§ Listed entries
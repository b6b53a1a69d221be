//! API Server
//!
//! Hosts the REST router and shuts down gracefully on request.

use crate::error::{Error, Result};
use crate::service::VlanService;
use std::net::SocketAddr;
use std::sync::Arc;
use std::time::Duration;
use tokio::sync::watch;
use tracing::info;

use super::rest::{RestRouter, DEFAULT_MAX_BODY_SIZE};

// =============================================================================
// Server Configuration
// =============================================================================

/// Configuration for the API server
#[derive(Debug, Clone)]
pub struct ApiServerConfig {
    /// REST API bind address
    pub bind_addr: SocketAddr,
    /// Request timeout in seconds
    pub request_timeout_secs: u64,
    /// Max request body size
    pub max_body_size: usize,
}

impl Default for ApiServerConfig {
    fn default() -> Self {
        Self {
            bind_addr: SocketAddr::from(([0, 0, 0, 0], 8000)),
            request_timeout_secs: 30,
            max_body_size: DEFAULT_MAX_BODY_SIZE,
        }
    }
}

// =============================================================================
// API Server
// =============================================================================

/// REST API server for the VLAN service
pub struct ApiServer {
    config: ApiServerConfig,
    service: Arc<VlanService>,
    /// Latched to `true` once shutdown is requested
    shutdown_tx: watch::Sender<bool>,
}

impl ApiServer {
    /// Create a new API server
    pub fn new(config: ApiServerConfig, service: Arc<VlanService>) -> Self {
        let (shutdown_tx, _) = watch::channel(false);

        Self {
            config,
            service,
            shutdown_tx,
        }
    }

    pub fn config(&self) -> &ApiServerConfig {
        &self.config
    }

    /// Router with all routes and layers applied
    pub fn router(&self) -> axum::Router {
        RestRouter::new(self.service.clone())
            .max_body_size(self.config.max_body_size)
            .request_timeout(Duration::from_secs(self.config.request_timeout_secs))
            .build()
    }

    /// Bind and serve until [`shutdown`](Self::shutdown) is called
    pub async fn run(&self) -> Result<()> {
        let addr = self.config.bind_addr;
        let listener = tokio::net::TcpListener::bind(addr).await.map_err(|e| {
            Error::Configuration(format!("Failed to bind REST server to {}: {}", addr, e))
        })?;

        self.serve(listener).await
    }

    /// Serve on an already bound listener
    pub async fn serve(&self, listener: tokio::net::TcpListener) -> Result<()> {
        let mut shutdown_rx = self.shutdown_tx.subscribe();
        let app = self.router();

        if let Ok(addr) = listener.local_addr() {
            info!("REST API listening on {}", addr);
        }

        axum::serve(listener, app)
            .with_graceful_shutdown(async move {
                let _ = shutdown_rx.wait_for(|stop| *stop).await;
                info!("REST server shutting down");
            })
            .await
            .map_err(|e| Error::Internal(format!("REST server error: {}", e)))?;

        Ok(())
    }

    /// Trigger graceful shutdown, also before `serve` has started
    pub fn shutdown(&self) {
        self.shutdown_tx.send_replace(true);
    }
}
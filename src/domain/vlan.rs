//! VLAN Entity Model
//!
//! The persisted record shape, the create/patch commands decoded from
//! requests, and the structural checks a single record must pass without
//! looking at any other record.

use ipnetwork::Ipv4Network;
use serde::{Deserialize, Deserializer, Serialize};
use std::net::Ipv4Addr;

// =============================================================================
// Constants
// =============================================================================

/// Lowest assignable 802.1Q VLAN ID
pub const VLAN_ID_MIN: i64 = 1;

/// Highest assignable 802.1Q VLAN ID (4095 is reserved)
pub const VLAN_ID_MAX: i64 = 4094;

/// Maximum VLAN name length in characters
pub const NAME_MAX_CHARS: usize = 100;

// =============================================================================
// Status
// =============================================================================

/// Operational status of a VLAN
#[derive(Debug, Clone, Copy, Default, PartialEq, Eq, Hash, Serialize, Deserialize)]
#[serde(rename_all = "lowercase")]
pub enum VlanStatus {
    #[default]
    Active,
    Inactive,
    Maintenance,
}

impl VlanStatus {
    pub const ALL: [VlanStatus; 3] = [
        VlanStatus::Active,
        VlanStatus::Inactive,
        VlanStatus::Maintenance,
    ];

    /// Parse a status name, exact lowercase match only
    pub fn parse(s: &str) -> Option<Self> {
        Self::ALL.into_iter().find(|status| status.as_str() == s)
    }

    pub fn as_str(&self) -> &'static str {
        match self {
            VlanStatus::Active => "active",
            VlanStatus::Inactive => "inactive",
            VlanStatus::Maintenance => "maintenance",
        }
    }
}

impl std::fmt::Display for VlanStatus {
    fn fmt(&self, f: &mut std::fmt::Formatter<'_>) -> std::fmt::Result {
        f.write_str(self.as_str())
    }
}

// =============================================================================
// Record
// =============================================================================

/// A persisted VLAN configuration record
#[derive(Debug, Clone, PartialEq, Eq, Serialize, Deserialize)]
pub struct VlanRecord {
    /// System-assigned identifier, never reused
    pub id: u64,
    /// Human-readable name
    pub name: String,
    /// 802.1Q VLAN ID, unique across all records
    pub vlan_id: u16,
    /// Subnet in CIDR notation
    pub subnet: String,
    /// Gateway address inside `subnet`
    pub gateway: String,
    /// Current status
    pub status: VlanStatus,
}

§ Task details
Would you please write out the entries again exactly?

§ Response box
repository b6b53a1a69d221be
//! API Server
//!
//! Hosts the REST router and shuts down gracefully on request.

use crate::error::{Error, Result};
use crate::service::VlanService;
use std::net::SocketAddr;
use std::sync::Arc;
use std::time::Duration;
use tokio::sync::watch;
use tracing::info;

use super::rest::{RestRouter, DEFAULT_MAX_BODY_SIZE};

// =============================================================================
// Server Configuration
// =============================================================================

/// Configuration for the API server
#[derive(Debug, Clone)]
pub struct ApiServerConfig {
    /// REST API bind address
    pub bind_addr: SocketAddr,
    /// Request timeout in seconds
    pub request_timeout_secs: u64,
    /// Max request body size
    pub max_body_size: usize,
}

impl Default for ApiServerConfig {
    fn default() -> Self {
        Self {
            bind_addr: SocketAddr::from(([0, 0, 0, 0], 8000)),
            request_timeout_secs: 30,
            max_body_size: DEFAULT_MAX_BODY_SIZE,
        }
    }
}

// =============================================================================
// API Server
// =============================================================================

/// REST API server for the VLAN service
pub struct ApiServer {
    config: ApiServerConfig,
    service: Arc<VlanService>,
    /// Latched to `true` once shutdown is requested
    shutdown_tx: watch::Sender<bool>,
}

impl ApiServer {
    /// Create a new API server
    pub fn new(config: ApiServerConfig, service: Arc<VlanService>) -> Self {
        let (shutdown_tx, _) = watch::channel(false);

        Self {
            config,
            service,
            shutdown_tx,
        }
    }

    pub fn config(&self) -> &ApiServerConfig {
        &self.config
    }

    /// Router with all routes and layers applied
    pub fn router(&self) -> axum::Router {
        RestRouter::new(self.service.clone())
            .max_body_size(self.config.max_body_size)
            .request_timeout(Duration::from_secs(self.config.request_timeout_secs))
            .build()
    }

    /// Bind and serve until [`shutdown`](Self::shutdown) is called
    pub async fn run(&self) -> Result<()> {
        let addr = self.config.bind_addr;
        let listener = tokio::net::TcpListener::bind(addr).await.map_err(|e| {
            Error::Configuration(format!("Failed to bind REST server to {}: {}", addr, e))
        })?;

        self.serve(listener).await
    }

    /// Serve on an already bound listener
    pub async fn serve(&self, listener: tokio::net::TcpListener) -> Result<()> {
        let mut shutdown_rx = self.shutdown_tx.subscribe();
        let app = self.router();

        if let Ok(addr) = listener.local_addr() {
            info!("REST API listening on {}", addr);
        }

        axum::serve(listener, app)
            .with_graceful_shutdown(async move {
                let _ = shutdown_rx.wait_for(|stop| *stop).await;
                info!("REST server shutting down");
            })
            .await
            .map_err(|e| Error::Internal(format!("REST server error: {}", e)))?;

        Ok(())
    }

    /// Trigger graceful shutdown, also before `serve` has started
    pub fn shutdown(&self) {
        self.shutdown_tx.send_replace(true);
    }
}
filename src/domain/vlan.rs
//! VLAN Entity Model
//!
//! The persisted record shape, the create/patch commands decoded from
//! requests, and the structural checks a single record must pass without
//! looking at any other record.

use ipnetwork::Ipv4Network;
use serde::{Deserialize, Deserializer, Serialize};
use std::net::Ipv4Addr;

// =============================================================================
// Constants
// =============================================================================

/// Lowest assignable 802.1Q VLAN ID
pub const VLAN_ID_MIN: i64 = 1;

/// Highest assignable 802.1Q VLAN ID (4095 is reserved)
pub const VLAN_ID_MAX: i64 = 4094;

/// Maximum VLAN name length in characters
pub const NAME_MAX_CHARS: usize = 100;

// =============================================================================
// Status
// =============================================================================

/// Operational status of a VLAN
#[derive(Debug, Clone, Copy, Default, PartialEq, Eq, Hash, Serialize, Deserialize)]
#[serde(rename_all = "lowercase")]
pub enum VlanStatus {
    #[default]
    Active,
    Inactive,
    Maintenance,
}

impl VlanStatus {
    pub const ALL: [VlanStatus; 3] = [
        VlanStatus::Active,
        VlanStatus::Inactive,
        VlanStatus::Maintenance,
    ];

    /// Parse a status name, exact lowercase match only
    pub fn parse(s: &str) -> Option<Self> {
        Self::ALL.into_iter().find(|status| status.as_str() == s)
    }

    pub fn as_str(&self) -> &'static str {
        match self {
            VlanStatus::Active => "active",
            VlanStatus::Inactive => "inactive",
            VlanStatus::Maintenance => "maintenance",
        }
    }
}

impl std::fmt::Display for VlanStatus {
    fn fmt(&self, f: &mut std::fmt::Formatter<'_>) -> std::fmt::Result {
        f.write_str(self.as_str())
    }
}

// =============================================================================
// Record
// =============================================================================

/// A persisted VLAN configuration record
#[derive(Debug, Clone, PartialEq, Eq, Serialize, Deserialize)]
pub struct VlanRecord {
    /// System-assigned identifier, never reused
    pub id: u64,
    /// Human-readable name
    pub name: String,
    /// 802.1Q VLAN ID, unique across all records
    pub vlan_id: u16,
    /// Subnet in CIDR notation
    pub subnet: String,
    /// Gateway address inside `subnet`
    pub gateway: String,
    /// Current status
    pub status: VlanStatus,
}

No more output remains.